BEGIN
impl InMemoryCluster {
    pub fn new() -> Self {
        Self::with_clock(Arc::new(SystemClock))
    }

    /// Creates a cluster stamping timestamps from `clock`.
    pub fn with_clock(clock: Arc<dyn Clock>) -> Self {
        Self {
            state: Mutex::new(ClusterState::default()),
            faults: Mutex::new(Faults::default()),
            calls: Mutex::new(HashMap::new()),
            subscribers: Mutex::new(Vec::new()),
            next_event_id: AtomicU64::new(0),
            clock,
        }
    }

    /// Opens a change stream. Only changes after this call are delivered.
    pub fn subscribe(&self) -> mpsc::UnboundedReceiver<ClusterEvent> {
        let (tx, rx) = mpsc::unbounded_channel();
        lock(&self.subscribers).push(tx);
        rx
    }

    // -------------------------------------------------------------------------
    // Fault injection
    // -------------------------------------------------------------------------

    /// Lets `count` more instance creations succeed, then fails the rest.
    pub fn fail_instance_creates_after(&self, count: usize) {
        lock(&self.faults).instance_create_budget = Some(count);
    }

    pub fn allow_instance_creates(&self) {
        lock(&self.faults).instance_create_budget = None;
    }

    /// Fails the next `count` status updates with `Conflict`.
    pub fn inject_status_conflicts(&self, count: usize) {
        lock(&self.faults).status_conflicts = count;
    }

    /// Delays every client call by `latency`.
    pub fn set_latency(&self, latency: Option<Duration>) {
        lock(&self.faults).latency = latency;
    }

    /// Number of client calls made for `operation` (e.g. `"create_instance"`).
    pub fn call_count(&self, operation: &str) -> usize {
        lock(&self.calls).get(operation).copied().unwrap_or(0)
    }

    // -------------------------------------------------------------------------
    // Test-side mutations (what users and other system actors do)
    // -------------------------------------------------------------------------

    /// Creates the deployment, or replaces its spec keeping status.
    pub fn apply_deployment(&self, deployment: &GameDeployment) -> ClusterResult<GameDeployment> {
        let exists = lock(&self.state)
            .deployments
            .contains_key(&deployment.meta.key());
        if !exists {
            return self.insert(deployment);
        }
        let mut replacement = deployment.clone();
        replacement.meta.resource_version = ResourceVersion::UNSET;
        self.replace(&replacement, |existing, mut new| {
            new.status = existing.status.clone();
            new.meta.generation = bumped_generation(existing, &new);
            new
        })
    }

    /// Reports an instance as running with the given readiness, and its
    /// containers as running the images in its spec.
    pub fn set_instance_ready(&self, key: &ObjectKey, ready: bool) -> ClusterResult<WorkloadInstance> {
        let now = self.clock.now();
        self.modify::<WorkloadInstance>(key, |inst| {
            inst.status.phase = InstancePhase::Running;
            inst.status
                .node_name
                .get_or_insert_with(|| "node-0".to_string());
            inst.status.container_statuses = inst
                .spec
                .containers
                .iter()
                .map(|c| ContainerStatus {
                    name: c.name.clone(),
                    image: c.image.clone(),
                    ready,
                })
                .collect();
            inst.set_condition(InstanceConditionType::Ready, ready, now);
        })
    }

    /// Marks every instance in `namespace` ready.
    pub fn mark_all_ready(&self, namespace: &str) -> ClusterResult<()> {
        for inst in self.instances(namespace) {
            self.set_instance_ready(&inst.key(), true)?;
        }
        Ok(())
    }

    /// Moves a hook run to `phase`, as the hook backend would.
    pub fn set_hook_phase(&self, key: &ObjectKey, phase: HookPhase) -> ClusterResult<HookRun> {
        self.modify::<HookRun>(key, |run| run.status.phase = phase)
    }

    /// Clears canary pause conditions, resuming a paused step.
    pub fn clear_pause_conditions(&self, key: &ObjectKey) -> ClusterResult<GameDeployment> {
        self.modify::<GameDeployment>(key, |d| {
            if let Some(canary) = d.status.as_mut().and_then(|s| s.canary.as_mut()) {
                canary.pause_conditions.clear();
            }
        })
    }

    pub fn deployment(&self, key: &ObjectKey) -> Option<GameDeployment> {
        lock(&self.state).deployments.get(key).cloned()
    }

    pub fn instances(&self, namespace: &str) -> Vec<WorkloadInstance> {
        self.list::<WorkloadInstance>(namespace, None)
    }

    pub fn revisions(&self, namespace: &str) -> Vec<Revision> {
        self.list::<Revision>(namespace, None)
    }

    pub fn hook_runs(&self, namespace: &str) -> Vec<HookRun> {
        self.list::<HookRun>(namespace, None)
    }

    // -------------------------------------------------------------------------
    // Generic store operations
    // -------------------------------------------------------------------------

    fn insert<T: Stored>(&self, obj: &T) -> ClusterResult<T> {
        let key = obj.meta().key();
        if key.namespace.is_empty() || key.name.is_empty() {
            return Err(ClusterError::Invalid(format!(
                "{} must have a namespace and a name",
                T::RESOURCE
            )));
        }

        let now = self.clock.now();
        let mut state = lock(&self.state);
        if T::store(&mut state).contains_key(&key) {
            return Err(ClusterError::AlreadyExists(format!("{} {key}", T::RESOURCE)));
        }

        let version = state.next_version();
        let mut created = obj.clone();
        let meta = created.meta_mut();
        meta.uid = ObjectUid::new();
        meta.resource_version = version;
        meta.generation = 1;
        meta.creation_timestamp = Some(now);
        meta.deletion_timestamp = None;

        T::store(&mut state).insert(key, created.clone());
        self.publish(ChangeKind::Added, &created);
        Ok(created)
    }

    fn replace<T, F>(&self, obj: &T, merge: F) -> ClusterResult<T>
    where
        T: Stored,
        F: FnOnce(&T, T) -> T,
    {
        let key = obj.meta().key();
        let mut state = lock(&self.state);
        let existing = T::store(&mut state)
            .get(&key)
            .cloned()
            .ok_or_else(|| ClusterError::NotFound(format!("{} {key}", T::RESOURCE)))?;

        let expected = obj.meta().resource_version;
        let current = existing.meta().resource_version;
        if expected != ResourceVersion::UNSET && expected != current {
            return Err(ClusterError::Conflict(format!(
                "{} {key}: resource version {expected} is stale, current is {current}",
                T::RESOURCE
            )));
        }

        let version = state.next_version();
        let mut updated = merge(&existing, obj.clone());
        let meta = updated.meta_mut();
        meta.uid = existing.meta().uid;
        meta.creation_timestamp = existing.meta().creation_timestamp;
        meta.resource_version = version;

        T::store(&mut state).insert(key, updated.clone());
        self.publish(ChangeKind::Modified, &updated);
        Ok(updated)
    }

    fn modify<T: Stored>(&self, key: &ObjectKey, f: impl FnOnce(&mut T)) -> ClusterResult<T> {
        let mut state = lock(&self.state);
        let mut obj = T::store(&mut state)
            .get(key)
            .cloned()
            .ok_or_else(|| ClusterError::NotFound(format!("{} {key}", T::RESOURCE)))?;
        f(&mut obj);
        obj.meta_mut().resource_version = state.next_version();
        T::store(&mut state).insert(key.clone(), obj.clone());
        self.publish(ChangeKind::Modified, &obj);
        Ok(obj)
    }

    fn remove<T: Stored>(&self, key: &ObjectKey) -> ClusterResult<()> {
        let mut state = lock(&self.state);
        let removed = T::store(&mut state)
            .remove(key)
            .ok_or_else(|| ClusterError::NotFound(format!("{} {key}", T::RESOURCE)))?;
        state.next_version();
        self.publish(ChangeKind::Deleted, &removed);
        Ok(())
    }

    fn get<T: Stored>(&self, key: &ObjectKey) -> ClusterResult<T> {
        T::store(&mut lock(&self.state))
            .get(key)
            .cloned()
            .ok_or_else(|| ClusterError::NotFound(format!("{} {key}", T::RESOURCE)))
    }

    fn list<T: Stored>(&self, namespace: &str, selector: Option<&Selector>) -> Vec<T> {
        T::store(&mut lock(&self.state))
            .values()
            .filter(|o| o.meta().namespace == namespace)
            .filter(|o| selector.is_none_or(|s| s.matches(&o.meta().labels)))
            .cloned()
            .collect()
    }

    // Called with the state lock held so events leave in write order.
    fn publish<T: Stored>(&self, change: ChangeKind, obj: &T) {
        let event_id = self.next_event_id.fetch_add(1, Ordering::SeqCst) + 1;
        let event = EventEnvelope::builder()
            .event_id(EventId::new(event_id))
            .occurred_at(self.clock.now())
            .change(change)
            .object(T::RESOURCE, obj.meta().key())
            .resource_version(obj.meta().resource_version)
            .payload(obj.clone().into_object())
            .build();

        let event = match event {
            Ok(event) => event,
            Err(e) => {
                warn!(error = %e, "Dropping malformed change event");
                return;
            }
        };

        debug!(
            event_id,
            change = %event.change,
            resource = %event.resource,
            key = %event.key,
            "Publishing change event"
        );
        lock(&self.subscribers).retain(|tx| tx.send(event.clone()).is_ok());
    }

    async fn enter(&self, operation: &'static str) {
        *lock(&self.calls).entry(operation).or_insert(0) += 1;
        let latency = lock(&self.faults).latency;
        if let Some(latency) = latency {
            tokio::time::sleep(latency).await;
        }
    }
}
END
• Exercise goal: Please output the lines of the listing above that fall in the stretch from the one with "lock(&self.calls).get(operation).copied().unwrap_or(0)" through the one with "let mut replacement", exactly and only those.

• Your response:
        lock(&self.calls).get(operation).copied().unwrap_or(0)
    }

    // -------------------------------------------------------------------------
    // Test-side mutations (what users and other system actors do)
    // -------------------------------------------------------------------------

    /// Creates the deployment, or replaces its spec keeping status.
    pub fn apply_deployment(&self, deployment: &GameDeployment) -> ClusterResult<GameDeployment> {
        let exists = lock(&self.state)
            .deployments
            .contains_key(&deployment.meta.key());
        if !exists {
            return self.insert(deployment);
        }
        let mut replacement = deployment.clone();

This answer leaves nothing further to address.